We are seeing states, counties, and other jurisdictions utilize automation to generate capacity in the following ways:
- Make process visible — Deliver realtime data reports so child welfare leaders and managers know the precise process status of each case that is open in their system.
- Reduce administrative burden — Improve how information is captured and shared. Use electronic submission of documents, such as court reports, family assessments, school information, and benefit applications that are more readily available.
- Provide access to family — Deploy client- or public-facing portals or web-enabled ways for family and worker bi-directional communication and self-service.
- Provide access to service providers — Help providers more easily self-service the information they need to provide support to case management, removing tasks from caseworkers.
- Improve work forecasting — Develop models for current and future workforce needs that account for real-time workload changes in attrition, reduced caseload, length of time onboarding, and other factors.

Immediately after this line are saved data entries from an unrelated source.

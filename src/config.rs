use std::time::Duration;
use thiserror::Error;

/// Rejected [RateLimitConfig] values.
#[derive(Debug, Clone, Copy, Error, PartialEq, Eq)]
pub enum ConfigError {
    #[error("Rate limit must allow at least one request per window")]
    ZeroLimit,
    #[error("Refresh interval must be non-zero")]
    ZeroRefreshInterval,
}

/// Convenience window lengths.
#[derive(Debug, Clone, Copy, PartialEq, Eq)]
pub enum Interval {
    Second,
    Minute,
    Hour,
    Day,
}

impl Interval {
    pub fn duration(self) -> Duration {
        let secs = match self {
            Interval::Second => 1,
            Interval::Minute => 60,
            Interval::Hour => 60 * 60,
            Interval::Day => 60 * 60 * 24,
        };
        Duration::from_secs(secs)
    }
}

/// A fixed window rate limit policy.
///
/// The values are validated once at construction, so a config that exists is always usable on
/// the request path.
#[derive(Debug, Clone, Copy, PartialEq, Eq)]
#[cfg_attr(feature = "serde", derive(serde::Deserialize))]
#[cfg_attr(feature = "serde", serde(try_from = "RawConfig"))]
pub struct RateLimitConfig {
    limit: u64,
    refresh_interval: Duration,
}

impl RateLimitConfig {
    /// # Arguments
    ///
    /// * `limit`: The total requests to be allowed within the interval.
    /// * `refresh_interval`: The length of each window.
    pub fn new(limit: u64, refresh_interval: Duration) -> Result<Self, ConfigError> {
        if limit == 0 {
            return Err(ConfigError::ZeroLimit);
        }
        if refresh_interval.is_zero() {
            return Err(ConfigError::ZeroRefreshInterval);
        }
        Ok(Self {
            limit,
            refresh_interval,
        })
    }

    /// Allow `limit` requests per [Interval].
    pub fn per(limit: u64, interval: Interval) -> Result<Self, ConfigError> {
        Self::new(limit, interval.duration())
    }

    pub fn from_secs(limit: u64, refresh_interval_secs: u64) -> Result<Self, ConfigError> {
        Self::new(limit, Duration::from_secs(refresh_interval_secs))
    }

    /// Maximum requests admitted per window.
    pub fn limit(&self) -> u64 {
        self.limit
    }

    /// Length of a window.
    pub fn refresh_interval(&self) -> Duration {
        self.refresh_interval
    }
}

#[cfg(feature = "serde")]
#[derive(serde::Deserialize)]
struct RawConfig {
    limit: u64,
    #[serde(alias = "refreshInterval")]
    refresh_interval: u64,
}

#[cfg(feature = "serde")]
impl TryFrom<RawConfig> for RateLimitConfig {
    type Error = ConfigError;

    fn try_from(raw: RawConfig) -> Result<Self, Self::Error> {
        Self::from_secs(raw.limit, raw.refresh_interval)
    }
}
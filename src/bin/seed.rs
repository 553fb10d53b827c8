use agrilinker_api::{config::AppConfig, db::create_pool};
use uuid::Uuid;

#[tokio::main]
async fn main() -> anyhow::Result<()> {
    dotenvy::dotenv().ok();
    let config = AppConfig::from_env()?;

    let pool = create_pool(&config.database_url).await?;
    // Ensure migrations are applied.
    sqlx::migrate!("./migrations").run(&pool).await?;

    let listings = [
        ("Fresh Tomatoes", "vegetables", 2500_i64, 120, "kg"),
        ("Red Lentils", "grains", 8000, 60, "kg"),
        ("Hilsa Fish", "seafood", 90000, 25, "kg"),
        ("Farm Eggs", "poultry", 1200, 300, "pieces"),
        ("Mangoes", "fruits", 5000, 80, "kg"),
        ("Raw Milk", "dairy", 6000, 40, "liters"),
    ];

    for (name, category, price, quantity, unit) in listings {
        seed_product(&pool, name, category, price, quantity, unit).await?;
    }

    println!("Seed completed: {} listings ensured.", listings.len());
    Ok(())
}

async fn seed_product(
    pool: &sqlx::PgPool,
    name: &str,
    category: &str,
    price: i64,
    quantity: i32,
    unit: &str,
) -> anyhow::Result<()> {
    let exists: Option<(Uuid,)> =
        sqlx::query_as("SELECT id FROM products WHERE name = $1 AND farmer_email = $2")
            .bind(name)
            .bind("farmer@example.com")
            .fetch_optional(pool)
            .await?;
    if exists.is_some() {
        return Ok(());
    }

    sqlx::query(
        r#"
        INSERT INTO products (id, name, category, image, price, quantity_value, quantity_unit, farmer_email, status)
        VALUES ($1, $2, $3, '', $4, $5, $6, $7, 'available')
        "#,
    )
    .bind(Uuid::new_v4())
    .bind(name)
    .bind(category)
    .bind(price)
    .bind(quantity)
    .bind(unit)
    .bind("farmer@example.com")
    .execute(pool)
    .await?;

    Ok(())
}
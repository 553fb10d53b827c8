use crate::{
    db::DbPool,
    dto::orders::OrderList,
    error::{AppError, AppResult},
    middleware::auth::{AuthUser, ensure_admin},
    models::Order,
    response::{ApiResponse, Meta},
    routes::params::Pagination,
    services::tracking_service,
};

pub async fn list_all_orders(
    pool: &DbPool,
    user: &AuthUser,
    pagination: Pagination,
) -> AppResult<ApiResponse<OrderList>> {
    ensure_admin(user)?;

    let (page, limit, offset) = pagination.normalize();
    let orders = sqlx::query_as::<_, Order>(
        "SELECT * FROM orders ORDER BY ordered_date DESC LIMIT $1 OFFSET $2",
    )
    .bind(limit)
    .bind(offset)
    .fetch_all(pool)
    .await?;

    let total: (i64,) = sqlx::query_as("SELECT COUNT(*) FROM orders")
        .fetch_one(pool)
        .await?;

    let meta = Meta::new(page, limit, total.0);
    Ok(ApiResponse::success(
        "Ok",
        OrderList { items: orders },
        Some(meta),
    ))
}

/// Flips the delivered flag on the order, then best-effort appends a
/// Delivered status to the matching track. A missing track or a rejected
/// transition is logged and does not undo the delivery.
pub async fn mark_delivered(pool: &DbPool, user: &AuthUser, order_id: &str) -> AppResult<Order> {
    ensure_admin(user)?;

    let order: Option<Order> = sqlx::query_as(
        r#"
        UPDATE orders
        SET delivered = TRUE, delivered_at = now()
        WHERE order_id = $1
        RETURNING *
        "#,
    )
    .bind(order_id)
    .fetch_optional(pool)
    .await?;
    let order = match order {
        Some(o) => o,
        None => return Err(AppError::NotFound),
    };

    let track: Option<(String,)> =
        sqlx::query_as("SELECT tracking_number FROM order_tracks WHERE order_id = $1")
            .bind(order_id)
            .fetch_optional(pool)
            .await?;

    match track {
        Some((tracking_number,)) => {
            if let Err(err) = tracking_service::append_status(
                pool,
                &tracking_number,
                "Delivered",
                Some("Marked delivered by fulfillment staff"),
            )
            .await
            {
                tracing::warn!(
                    order_id = %order_id,
                    error = %err,
                    "delivered on order record but status append failed"
                );
            }
        }
        None => {
            tracing::warn!(order_id = %order_id, "no tracking record for delivered order");
        }
    }

    Ok(order)
}
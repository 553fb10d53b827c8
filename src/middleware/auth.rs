use axum::{extract::FromRequestParts, http::header};
use jsonwebtoken::{DecodingKey, Validation, decode};
use serde::{Deserialize, Serialize};
use uuid::Uuid;

use crate::error::AppError;

/// Token claims issued by the external identity provider. Only verification
/// happens here; issuance is out of scope.
#[derive(Debug, Serialize, Deserialize)]
pub struct Claims {
    pub sub: String,
    pub email: String,
    pub role: String,
    pub exp: usize,
}

#[derive(Debug, Clone)]
pub struct AuthUser {
    pub user_id: Uuid,
    pub email: String,
    pub role: String,
}

pub fn ensure_admin(user: &AuthUser) -> Result<(), AppError> {
    if user.role != "admin" {
        return Err(AppError::Forbidden);
    }
    Ok(())
}

impl<S> FromRequestParts<S> for AuthUser
where
    S: Send + Sync,
{
    type Rejection = AppError;
    async fn from_request_parts(
        parts: &mut axum::http::request::Parts,
        _state: &S,
    ) -> Result<Self, Self::Rejection> {
        let auth_header = parts
            .headers
            .get(header::AUTHORIZATION)
            .ok_or_else(|| AppError::Unauthorized("Missing Authorization header".into()))?;

        let auth_str = auth_header
            .to_str()
            .map_err(|_| AppError::Unauthorized("Invalid Authorization header".into()))?;

        if !auth_str.starts_with("Bearer ") {
            return Err(AppError::Unauthorized("Invalid Authorization scheme".into()));
        }
        let token = auth_str.trim_start_matches("Bearer ").trim();

        let secret = std::env::var("JWT_SECRET")
            .map_err(|_| AppError::Internal(anyhow::anyhow!("JWT_SECRET is not set")))?;

        let decoded = decode::<Claims>(
            token,
            &DecodingKey::from_secret(secret.as_bytes()),
            &Validation::default(),
        )
        .map_err(|_| AppError::Unauthorized("Invalid or expired token".into()))?;

        let user_id = Uuid::parse_str(&decoded.claims.sub)
            .map_err(|_| AppError::Unauthorized("Invalid user id in token".into()))?;

        Ok(AuthUser {
            user_id,
            email: decoded.claims.email.clone(),
            role: decoded.claims.role.clone(),
        })
    }
}
use axum::{
    Json, Router,
    http::{HeaderName, Request, Response, StatusCode, Uri},
    routing::get,
};
use tower::limit::ConcurrencyLimitLayer;
use tower_http::limit::RequestBodyLimitLayer;
use tower_http::request_id::{MakeRequestUuid, PropagateRequestIdLayer, SetRequestIdLayer};
use tower_http::trace::TraceLayer;
use tracing_subscriber::{layer::SubscriberExt, util::SubscriberInitExt};

use std::{net::SocketAddr, time::Duration};

use agrilinker_api::{
    config::AppConfig,
    db::create_pool,
    response::{ApiResponse, Meta},
    routes::{create_api_router, doc::scalar_docs, health},
    state::AppState,
};

#[tokio::main]
async fn main() -> anyhow::Result<()> {
    dotenvy::dotenv().ok();
    tracing_subscriber::registry()
        .with(
            tracing_subscriber::EnvFilter::try_from_default_env()
                .unwrap_or_else(|_| "info,agrilinker_api=debug".into()),
        )
        .with(tracing_subscriber::fmt::layer())
        .init();

    let config = AppConfig::from_env()?;
    let pool = create_pool(&config.database_url).await?;

    sqlx::migrate!("./migrations").run(&pool).await?;

    let api_router = create_api_router();
    let concurrency_limit_layer = ConcurrencyLimitLayer::new(100);

    let request_id_header = HeaderName::from_static("x-request-id");
    let trace_layer = TraceLayer::new_for_http()
        .make_span_with(|request: &Request<_>| {
            let request_id = request
                .headers()
                .get("x-request-id")
                .and_then(|value| value.to_str().ok())
                .unwrap_or("-");
            tracing::info_span!(
                "http_request",
                method = %request.method(),
                uri = %request.uri(),
                request_id = %request_id
            )
        })
        .on_request(|request: &Request<_>, _span: &tracing::Span| {
            let request_id = request
                .headers()
                .get("x-request-id")
                .and_then(|value| value.to_str().ok())
                .unwrap_or("-");
            tracing::info!(
                request_id = %request_id,
                method = %request.method(),
                uri = %request.uri(),
                "request started"
            );
        })
        .on_response(|response: &Response<_>, latency: Duration, _span: &tracing::Span| {
            tracing::info!(
                status = %response.status(),
                ms = %latency.as_millis(),
                "request finished"
            );
        });

    let app = Router::new()
        .route("/health", get(health::health_check))
        .nest("/api", api_router)
        .merge(scalar_docs())
        .fallback(not_found)
        .layer(trace_layer)
        .layer(PropagateRequestIdLayer::new(
            request_id_header.clone(),
        ))
        .layer(SetRequestIdLayer::new(
            request_id_header,
            MakeRequestUuid,
        ))
        .layer(RequestBodyLimitLayer::new(1024 * 1024))
        .layer(concurrency_limit_layer)
        .with_state(AppState { pool });

    let addr = SocketAddr::from((config.host.parse::<std::net::IpAddr>()?, config.port));
    tracing::info!("listening on {}", addr);

    axum::serve(tokio::net::TcpListener::bind(addr).await?, app).await?;

    Ok(())
}

async fn not_found(uri: Uri) -> (StatusCode, Json<ApiResponse<serde_json::Value>>) {
    let body = ApiResponse::success(
        "Not Found",
        serde_json::json!({ "path": uri.path() }),
        Some(Meta::empty()),
    );
    (StatusCode::NOT_FOUND, Json(body))
}
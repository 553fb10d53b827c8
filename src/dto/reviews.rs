use serde::{Deserialize, Serialize};
use utoipa::ToSchema;
use uuid::Uuid;

use crate::models::{PendingReview, Review};

#[derive(Debug, Deserialize, ToSchema)]
pub struct PendingItem {
    pub product_id: Uuid,
    pub product_name: String,
    pub image: Option<String>,
    pub category: Option<String>,
}

#[derive(Debug, Deserialize, ToSchema)]
pub struct SavePendingRequest {
    pub user_id: Uuid,
    pub order_id: String,
    pub cart_items: Vec<PendingItem>,
}

#[derive(Debug, Serialize, ToSchema)]
pub struct SavePendingResponse {
    pub count: usize,
}

/// Resolution of a pending review: `status` is either "complete" (rating
/// required) or "skipped".
#[derive(Debug, Deserialize, ToSchema)]
pub struct ResolveReviewRequest {
    pub status: String,
    pub rating: Option<i32>,
    pub review: Option<String>,
}

#[derive(Debug, Deserialize, ToSchema)]
pub struct SubmitReviewRequest {
    pub user_id: Uuid,
    pub product_id: Uuid,
    pub rating: i32,
    pub review: Option<String>,
}

#[derive(Debug, Serialize, ToSchema)]
pub struct ProductRating {
    pub average_rating: f64,
    pub review_count: i64,
}

#[derive(Debug, Serialize, ToSchema)]
pub struct ReviewList {
    pub reviews: Vec<Review>,
    pub average_rating: f64,
}

#[derive(Debug, Serialize, ToSchema)]
pub struct PendingReviewList {
    pub items: Vec<PendingReview>,
}
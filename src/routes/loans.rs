use axum::{
    Json, Router,
    extract::{Path, State},
    http::StatusCode,
    routing::{get, post},
};
use uuid::Uuid;

use crate::{
    dto::loans::{CreateLoanRequest, CreatedLoan, LoanList},
    error::{AppError, AppResult},
    models::Loan,
    response::{ApiResponse, Meta},
    state::AppState,
};

pub fn router() -> Router<AppState> {
    Router::new()
        .route("/", post(create_loan))
        .route("/farmer/{farmer_id}", get(list_farmer_loans))
}

#[utoipa::path(
    post,
    path = "/api/loans",
    request_body = CreateLoanRequest,
    responses(
        (status = 201, description = "Loan request recorded", body = ApiResponse<CreatedLoan>),
        (status = 400, description = "Bad request"),
    ),
    tag = "Loans"
)]
pub async fn create_loan(
    State(state): State<AppState>,
    Json(payload): Json<CreateLoanRequest>,
) -> AppResult<(StatusCode, Json<ApiResponse<CreatedLoan>>)> {
    if payload.amount <= 0 {
        return Err(AppError::BadRequest("amount must be positive".to_string()));
    }
    if payload.purpose.trim().is_empty() {
        return Err(AppError::BadRequest("purpose is required".to_string()));
    }
    if payload.repayment_months <= 0 {
        return Err(AppError::BadRequest(
            "repayment period must be positive".to_string(),
        ));
    }

    let loan: Loan = sqlx::query_as(
        r#"
        INSERT INTO loans (id, farmer_id, amount, purpose, repayment_months, preferred_start_date)
        VALUES ($1, $2, $3, $4, $5, $6)
        RETURNING *
        "#,
    )
    .bind(Uuid::new_v4())
    .bind(payload.farmer_id)
    .bind(payload.amount)
    .bind(payload.purpose.trim())
    .bind(payload.repayment_months)
    .bind(payload.preferred_start_date)
    .fetch_one(&state.pool)
    .await?;

    Ok((
        StatusCode::CREATED,
        Json(ApiResponse::success(
            "Loan request submitted",
            CreatedLoan { loan_id: loan.id },
            Some(Meta::empty()),
        )),
    ))
}

#[utoipa::path(
    get,
    path = "/api/loans/farmer/{farmer_id}",
    params(
        ("farmer_id" = Uuid, Path, description = "Farmer ID")
    ),
    responses(
        (status = 200, description = "Loan requests for a farmer", body = ApiResponse<LoanList>)
    ),
    tag = "Loans"
)]
pub async fn list_farmer_loans(
    State(state): State<AppState>,
    Path(farmer_id): Path<Uuid>,
) -> AppResult<Json<ApiResponse<LoanList>>> {
    let items = sqlx::query_as::<_, Loan>(
        "SELECT * FROM loans WHERE farmer_id = $1 ORDER BY created_at DESC",
    )
    .bind(farmer_id)
    .fetch_all(&state.pool)
    .await?;

    Ok(Json(ApiResponse::success(
        "OK",
        LoanList { items },
        Some(Meta::empty()),
    )))
}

- Automate administrative functions — Utilize technology to support automatic tracking or data entry of time, mileage, and expenses, so caseworkers may avoid manual processes that rob capacity.
Conclusion
If you can address these four specific capacity-generating approaches, or shall we say, key Jenga pieces, you are essentially replacing key elements into the foundation that will provide the very reinforcement and capacity needed to realign and stabilize your organization. The challenges that child welfare agencies are facing are not new—they are just reaching a newly critical threshold. Children and families depend on all of us to make these essential, challenging, and critical improvement moves so we can best serve those who need us today and into the future. Every piece in our system must be optimized to help families thrive! It’s your move.